Extracted information START
//! Place photo search and the binary photo proxy

use axum::{
    body::Body,
    extract::{Path, Query, State},
    http::{header, StatusCode},
    response::{IntoResponse, Response},
    Json,
};
use serde::Deserialize;
use serde_json::json;
use tracing::error;

use crate::error::ApiResult;
use crate::services::UpstreamError;
use crate::{ApiError, AppState};

#[derive(Debug, Deserialize)]
pub struct PhotoQuery {
    #[serde(rename = "ref")]
    reference: Option<String>,
}

/// GET /api/image-search/photo?ref=...
///
/// Streams the photo behind an upstream reference, preserving the
/// upstream content type.
pub async fn photo_proxy(
    State(state): State<AppState>,
    Query(query): Query<PhotoQuery>,
) -> ApiResult<Response> {
    let reference = query
        .reference
        .filter(|r| !r.trim().is_empty())
        .ok_or_else(|| ApiError::BadRequest("Missing photo reference.".to_string()))?;

    let photo = state
        .photos
        .fetch_photo(&reference)
        .await
        .map_err(|e| match e {
            UpstreamError::MissingApiKey => {
                ApiError::BadRequest("Missing photo reference or API key.".to_string())
            }
            other => {
                error!("Image proxy failed: {}", other);
                ApiError::Upstream("Image proxy failed.".to_string())
            }
        })?;

    let response = (
        StatusCode::OK,
        [(header::CONTENT_TYPE, photo.content_type)],
        Body::from_stream(photo.data),
    )
        .into_response();
    Ok(response)
}

/// GET /api/image-search/:location_name
///
/// Looks up a representative photo for the location and returns a
/// same-origin proxy URL for it; 404 when nothing was found.
pub async fn search_location(
    State(state): State<AppState>,
    Path(location_name): Path<String>,
) -> ApiResult<Json<serde_json::Value>> {
    if location_name.trim().is_empty() {
        return Err(ApiError::BadRequest("Location name is required.".to_string()));
    }

    let image_url = state
        .photos
        .find_photo_url(&location_name)
        .await
        .map_err(|e| {
            error!("Place photo lookup failed: {}", e);
            ApiError::Upstream("Place photo lookup failed.".to_string())
        })?;

    match image_url {
        Some(url) => Ok(Json(json!({ "imageUrl": url }))),
        None => Err(ApiError::NotFound("No photos found.".to_string())),
    }
}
Extracted information END
The problem
The required output is the set of lines from the first line of the data through the line that contains "reference, preserving the", transcribed exactly.

Expected output
//! Place photo search and the binary photo proxy

use axum::{
    body::Body,
    extract::{Path, Query, State},
    http::{header, StatusCode},
    response::{IntoResponse, Response},
    Json,
};
use serde::Deserialize;
use serde_json::json;
use tracing::error;

use crate::error::ApiResult;
use crate::services::UpstreamError;
use crate::{ApiError, AppState};

#[derive(Debug, Deserialize)]
pub struct PhotoQuery {
    #[serde(rename = "ref")]
    reference: Option<String>,
}

/// GET /api/image-search/photo?ref=...
///
/// Streams the photo behind an upstream reference, preserving the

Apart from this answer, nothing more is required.